[Cristiano Ligieri Pereira]
thanks for answering. I'm really tight on my schedule to try such major change. I guess I will have to just forget about it for now.
How was it done in the previous version of l4? The one written in assembly. And does the assembly version (hazelnut?) work fine on pentium 4 machines?
the problem is that Fiasco seems to be performing pretty bad on the same benchmarsk presented in the paper "The performance of micro-kernel Based Systems" and I'm wondering why. My first guess was the trampoline mechanism. I using a Pentium 4 1.3Ghz machine and was expecting a smoother performance degradation (compared to the paper) even though executing a different version of l4 (fiasco instead of the assembly version
Of course(!) Hazelnut works fine with Pentium 4 machines. Even though our (the group in Karlsruhe) focus is now on developing the Pistachio kernel, the Hazelnut kernel is definitely not something to frown upon. It is more than stable enough to do a decent job (at least for benchmarking puposes). We've even been running our web server on top of L4Linux/Hazelnut for several months.

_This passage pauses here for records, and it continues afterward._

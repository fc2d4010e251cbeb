//! 求解器组装 - 标记、区域划分、算法注册表
//!
//! 组装分三步：
//! 1. 标记：从每个 Effector 骨骼沿父链向上走（受 chain_length 限制），
//!    给途经骨骼打标记。重叠的链会合并成同一区域。
//! 2. 划分：自根向下扫描标记，切出若干 Subtree 区域。
//! 3. 实例化：每个区域查找最近的算法附件（自身或祖先），从注册表取
//!    对应工厂创建区域求解器。深处的区域排在前面，先求解。

use std::collections::hash_map::Entry;
use std::collections::HashMap;

use once_cell::sync::Lazy;

use crate::attachment::{Algorithm, FABRIK};
use crate::error::IkError;
use crate::tree::BoneTree;

use super::fabrik::FabrikSolver;
use super::subtree::Subtree;
use super::RegionSolver;

// ============================================================================
// 标记
// ============================================================================

/// 骨骼在区域划分中的角色
#[derive(Debug, Clone, Copy, PartialEq, Eq)]
pub(crate) enum Mark {
    /// 区域内部骨骼
    Section,
    /// 区域根
    Begin,
    /// 区域叶（带 Effector）
    End,
    /// 既是下方区域的叶，又是上方区域的根（中途带 Effector 的骨骼）
    BeginAndEnd,
}

/// 收集带 Effector 的骨骼，子骨骼优先（后序遍历）
///
/// 后序保证深处的 Effector 先处理，标记合并与区域排序都依赖这个顺序。
pub(crate) fn find_effector_bones(tree: &BoneTree, root: usize) -> Vec<usize> {
    fn recurse(tree: &BoneTree, bone: usize, out: &mut Vec<usize>) {
        for i in 0..tree.children(bone).len() {
            recurse(tree, tree.children(bone)[i], out);
        }
        if tree.bone(bone).effector.is_some() {
            out.push(bone);
        }
    }
    let mut out = Vec::new();
    recurse(tree, root, &mut out);
    out
}

/// 从每个 Effector 骨骼向根方向走，给途经骨骼打标记
///
/// 走到以下任一情况停止：
/// - chain_length 耗尽（0 = 不限制）
/// - 到达构建根或树根
/// - 遇到带算法附件的中途骨骼（算法附件界定区域边界）
///
/// 标记冲突时 Section 覆盖 Begin：说明另一条更长的链穿过了这里，
/// 两个区域合并。其余冲突保留先到的标记，结果与遍历顺序无关。
pub(crate) fn mark_bones(
    tree: &BoneTree,
    root: usize,
    effector_bones: &[usize],
) -> Result<HashMap<usize, Mark>, IkError> {
    let mut marks = HashMap::new();

    for &effector_bone in effector_bones {
        let chain_length = tree
            .bone(effector_bone)
            .effector
            .as_ref()
            .map(|e| e.chain_length)
            .unwrap_or(0);

        let mut bone = effector_bone;
        let mut depth: u16 = 0;
        loop {
            let has_effector = tree.bone(bone).effector.is_some();
            let has_children = !tree.children(bone).is_empty();
            let has_algorithm = tree.bone(bone).algorithm.is_some();
            let at_root = bone == root || tree.bone(bone).parent_id().is_none();
            let is_end = at_root
                || (chain_length > 0 && depth == chain_length)
                || (has_algorithm && bone != effector_bone);

            let mark = if has_effector {
                if has_children {
                    Mark::BeginAndEnd
                } else {
                    Mark::End
                }
            } else if has_children {
                if is_end {
                    Mark::Begin
                } else {
                    Mark::Section
                }
            } else {
                return Err(IkError::MarkingInconsistency(bone));
            };

            match marks.entry(bone) {
                Entry::Vacant(v) => {
                    v.insert(mark);
                }
                Entry::Occupied(mut o) => {
                    if mark == Mark::Section {
                        o.insert(Mark::Section);
                    }
                }
            }

            if is_end {
                break;
            }
            bone = match tree.bone(bone).parent_id() {
                Some(p) => p,
                None => break,
            };
            depth += 1;
        }
    }

    Ok(marks)
}

// ============================================================================
// 划分
// ============================================================================

/// 自根向下扫描标记，切出区域
///
/// Begin / BeginAndEnd 开新区域，End / BeginAndEnd 给当前区域登记叶。
/// 未标记的骨骼不属于任何区域，但继续向下扫描，保证更深处与上方不相连
/// 的独立区域也能被发现。没有叶的区域（标记的副产物）被丢弃。
pub(crate) fn split_into_subtrees(
    tree: &BoneTree,
    root: usize,
    marks: &HashMap<usize, Mark>,
) -> Vec<Subtree> {
    fn recurse(
        tree: &BoneTree,
        bone: usize,
        marks: &HashMap<usize, Mark>,
        mut current: Option<usize>,
        out: &mut Vec<Subtree>,
    ) {
        match marks.get(&bone) {
            Some(Mark::Begin) => {
                out.push(Subtree::new(bone));
                current = Some(out.len() - 1);
            }
            Some(Mark::BeginAndEnd) => {
                if let Some(i) = current {
                    out[i].add_leaf(bone);
                }
                out.push(Subtree::new(bone));
                current = Some(out.len() - 1);
            }
            Some(Mark::End) => {
                if let Some(i) = current {
                    out[i].add_leaf(bone);
                }
                current = None;
            }
            Some(Mark::Section) => {}
            None => current = None,
        }
        for i in 0..tree.children(bone).len() {
            recurse(tree, tree.children(bone)[i], marks, current, out);
        }
    }

    let mut out = Vec::new();
    recurse(tree, root, marks, None, &mut out);
    out.retain(|s| !s.leaves.is_empty());
    out
}

/// 从区域根开始沿祖先链查找最近的算法附件（含自身）
fn find_algorithm(tree: &BoneTree, region_root: usize) -> Result<Algorithm, IkError> {
    let mut bone = region_root;
    loop {
        if let Some(a) = &tree.bone(bone).algorithm {
            return Ok(a.clone());
        }
        bone = match tree.bone(bone).parent_id() {
            Some(p) => p,
            None => {
                log::error!("[IK] no algorithm is reachable from the region rooted at bone {region_root}");
                return Err(IkError::NoAlgorithmsFound(region_root));
            }
        };
    }
}

// ============================================================================
// 注册表
// ============================================================================

/// 区域求解器工厂
pub type SolverFactory =
    fn(Algorithm, &BoneTree, &Subtree) -> Result<Box<dyn RegionSolver>, IkError>;

/// 算法名 → 求解器工厂 的注册表
#[derive(Default)]
pub struct SolverRegistry {
    factories: HashMap<String, SolverFactory>,
}

impl SolverRegistry {
    /// 空注册表
    pub fn new() -> Self {
        Self::default()
    }

    /// 注册内建算法的注册表
    pub fn with_defaults() -> Self {
        let mut registry = Self::new();
        // 注册表自己构造的默认项不会重名
        let _ = registry.register(FABRIK, fabrik_factory);
        registry
    }

    /// 登记一个算法工厂，重名报 DuplicateAlgorithm
    pub fn register(&mut self, name: &str, factory: SolverFactory) -> Result<(), IkError> {
        match self.factories.entry(name.to_string()) {
            Entry::Vacant(v) => {
                v.insert(factory);
                Ok(())
            }
            Entry::Occupied(_) => Err(IkError::DuplicateAlgorithm(name.to_string())),
        }
    }

    /// 按名字取工厂
    pub fn factory(&self, name: &str) -> Option<SolverFactory> {
        self.factories.get(name).copied()
    }
}

fn fabrik_factory(
    algorithm: Algorithm,
    tree: &BoneTree,
    subtree: &Subtree,
) -> Result<Box<dyn RegionSolver>, IkError> {
    Ok(Box::new(FabrikSolver::new(algorithm, tree, subtree)?))
}

static DEFAULT_REGISTRY: Lazy<SolverRegistry> = Lazy::new(SolverRegistry::with_defaults);

pub(crate) fn default_registry() -> &'static SolverRegistry {
    &DEFAULT_REGISTRY
}

// ============================================================================
// 组装
// ============================================================================

/// 划分区域并创建区域求解器，深处的区域排在前面
pub(crate) fn build_region_solvers(
    tree: &BoneTree,
    root: usize,
    registry: &SolverRegistry,
) -> Result<Vec<Box<dyn RegionSolver>>, IkError> {
    let effector_bones = find_effector_bones(tree, root);
    if effector_bones.is_empty() {
        log::warn!("[IK] no effectors were found in the tree under bone {root}");
        return Err(IkError::NoEffectorsFound);
    }

    let marks = mark_bones(tree, root, &effector_bones)?;
    let subtrees = split_into_subtrees(tree, root, &marks);
    if subtrees.is_empty() {
        // 有 Effector 却切不出区域：Effector 落在构建根上等退化输入
        log::error!("[IK] effectors are present but no solvable region could be formed under bone {root}");
        return Err(IkError::ChainTopology(
            "effectors are present but no solvable region could be formed".to_string(),
        ));
    }

    let mut solvers: Vec<Box<dyn RegionSolver>> = Vec::new();
    // 划分是先序输出（根侧在前），倒序创建让深处区域先求解
    for subtree in subtrees.iter().rev() {
        let algorithm = find_algorithm(tree, subtree.root)?;
        let factory = registry
            .factory(&algorithm.name)
            .ok_or_else(|| IkError::UnknownAlgorithm(algorithm.name.clone()))?;
        solvers.push(factory(algorithm, tree, subtree)?);
    }

    log::debug!(
        "[IK] built {} solver region(s) under bone {}",
        solvers.len(),
        root
    );
    Ok(solvers)
}
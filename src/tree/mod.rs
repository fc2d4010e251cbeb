//! 骨骼树与空间变换

mod bone;
mod bone_tree;
pub mod transform;

pub use bone::Bone;
pub use bone_tree::BoneTree;
pub use transform::{
    bone_global_to_local, bone_local_to_global, tree_global_to_local, tree_local_to_global,
    TransformMode,
};
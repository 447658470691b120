//! Periodic audio measurements
//!
//! Drives the per-channel RMS/peak windows and, on every monitor tick,
//! emits one fixed-width record to an optional measurement descriptor:
//!
//! ```text
//! byte  0         state
//! bytes 1..=8     captured frames, u64 host-endian
//! bytes 9..       per-channel RMS as u16, then per-channel peak as u16
//! ```
//!
//! The record must leave in a single send; a would-block sink drops the
//! record with a warning, a short write is fatal.

use crate::audio::{metering::ChannelMeter, SAMPLE_MAX};
use crate::fd::set_nonblocking;
use crate::state::RecorderState;
use std::fs::File;
use std::io::{self, Write};
use std::os::unix::io::{FromRawFd, RawFd};
use std::time::{Duration, Instant};

/// Errors from the measurement path.
#[derive(Debug, thiserror::Error)]
pub enum MonitorError {
    /// The sink accepted only part of a record; consumers cannot resync.
    #[error("short measurement write: {written} of {expected} bytes")]
    ShortWrite { written: usize, expected: usize },

    #[error("measurement sink error: {0}")]
    Io(#[from] io::Error),
}

/// An already-open writable descriptor handed over on the command line.
pub struct MeasurementSink {
    file: File,
}

impl MeasurementSink {
    /// Take ownership of `fd` and switch it to non-blocking mode.
    pub fn from_raw_fd(fd: RawFd) -> io::Result<Self> {
        set_nonblocking(fd, true)?;
        // Safety: the caller hands over ownership of an open descriptor.
        let file = unsafe { File::from_raw_fd(fd) };
        Ok(Self { file })
    }

    /// Send one record. A full pipe drops the record; a partial write is an
    /// error because the stream is a sequence of fixed-width records.
    fn send(&mut self, record: &[u8]) -> Result<(), MonitorError> {
        match self.file.write(record) {
            Ok(n) if n == record.len() => Ok(()),
            Ok(n) => Err(MonitorError::ShortWrite {
                written: n,
                expected: record.len(),
            }),
            Err(e) if e.kind() == io::ErrorKind::WouldBlock => {
                tracing::warn!("dropped monitoring message");
                Ok(())
            }
            Err(e) => Err(e.into()),
        }
    }
}

/// Sliding-window measurements for every capture channel plus the tick
/// bookkeeping around their emission.
pub struct Monitor {
    meters: Vec<ChannelMeter>,
    period: Duration,
    sink: Option<MeasurementSink>,
    last_tick: Option<Instant>,
}

impl Monitor {
    pub fn new(
        channels: usize,
        rms_window: usize,
        peak_window: usize,
        period: Duration,
        sink: Option<MeasurementSink>,
    ) -> Self {
        Self {
            meters: (0..channels)
                .map(|_| ChannelMeter::new(rms_window, peak_window))
                .collect(),
            period,
            sink,
            last_tick: None,
        }
    }

    /// Feed one interleaved frame into every channel's windows.
    pub fn ingest_frame(&mut self, frame: &[i16]) {
        for (meter, &s) in self.meters.iter_mut().zip(frame) {
            meter.push(s);
        }
    }

    /// The packed record for the current window contents.
    pub fn record(&self, state: RecorderState, captured_frames: u64) -> Vec<u8> {
        let mut out = Vec::with_capacity(1 + 8 + 4 * self.meters.len());
        out.push(state.wire_code());
        out.extend_from_slice(&captured_frames.to_ne_bytes());
        for meter in &self.meters {
            out.extend_from_slice(&(meter.rms().round() as u16).to_ne_bytes());
        }
        for meter in &self.meters {
            out.extend_from_slice(&meter.peak().to_ne_bytes());
        }
        out
    }

    /// Handle a monitor timer tick: detect missed periods, trace levels,
    /// and push one record to the sink if one is configured.
    pub fn on_tick(
        &mut self,
        state: RecorderState,
        captured_frames: u64,
    ) -> Result<(), MonitorError> {
        let now = Instant::now();
        if let Some(prev) = self.last_tick {
            let periods = ((now - prev).as_secs_f64() / self.period.as_secs_f64()).round() as u64;
            if periods > 1 {
                tracing::warn!("missed monitor ticks: {}", periods - 1);
            }
        }
        self.last_tick = Some(now);

        for (i, meter) in self.meters.iter().enumerate() {
            tracing::trace!(
                "channel {}: RMS%={:.2} peak%={:.2}",
                i,
                100.0 * meter.rms() / SAMPLE_MAX as f64,
                100.0 * meter.peak() as f64 / SAMPLE_MAX as f64
            );
        }

        if self.sink.is_some() {
            let record = self.record(state, captured_frames);
            if let Some(sink) = self.sink.as_mut() {
                sink.send(&record)?;
            }
        }
        Ok(())
    }
}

The Dresden people will probably kill me for saying so :-), but if you want to do performance measurements (except for measurments concerning real-time workloads, e.g., interrupt latency), you should definitely go for the Hazelnut kernel.
I can't seem to remember what the performance numbers for the original asm kernel is on the Pentium 4, but for Pentium III the Hazelnut kernel was actually performing slightly better than the original asm kernel. (This only goes for pure IPC times. I don't have other metrics like cache footprint, etc., at hand.) The reason why Hazelnut was performing better was that it was optimized with the newer Pentium III (and Pentium 4) chips in mind, whereas the asm kernel had not been updated to take advantage of the newer CPU architectures. You can therefore expect the difference to be even larger for Pentium 4.
Another reason why you might want to use Hazelnut for performance measurements is that it supports small spaces (emulation of tagged TLBs). The impertance of having small spaces has increased with the years since the TLBs have gotten larger, hence impose a larger indirect penalty when they are flushed; and the TLB miss penalty has gotten higher due to longer pipelines and a greater disparity between CPU speed and memory access speed. In addition, the Pentium 4 also contains a 12K u-ops Trace Cache (i.e., an instruction cache) which is virtually tagged and therefore flushed on cr3 reloads (address space switches). Having small spaces also avoids such trace cache flushes. As an example of the benefit of small spaces, an L4Linux getpid() syscall is 70% slower on a kernel without small spaces compared to a kernel with small spaces enabled [1].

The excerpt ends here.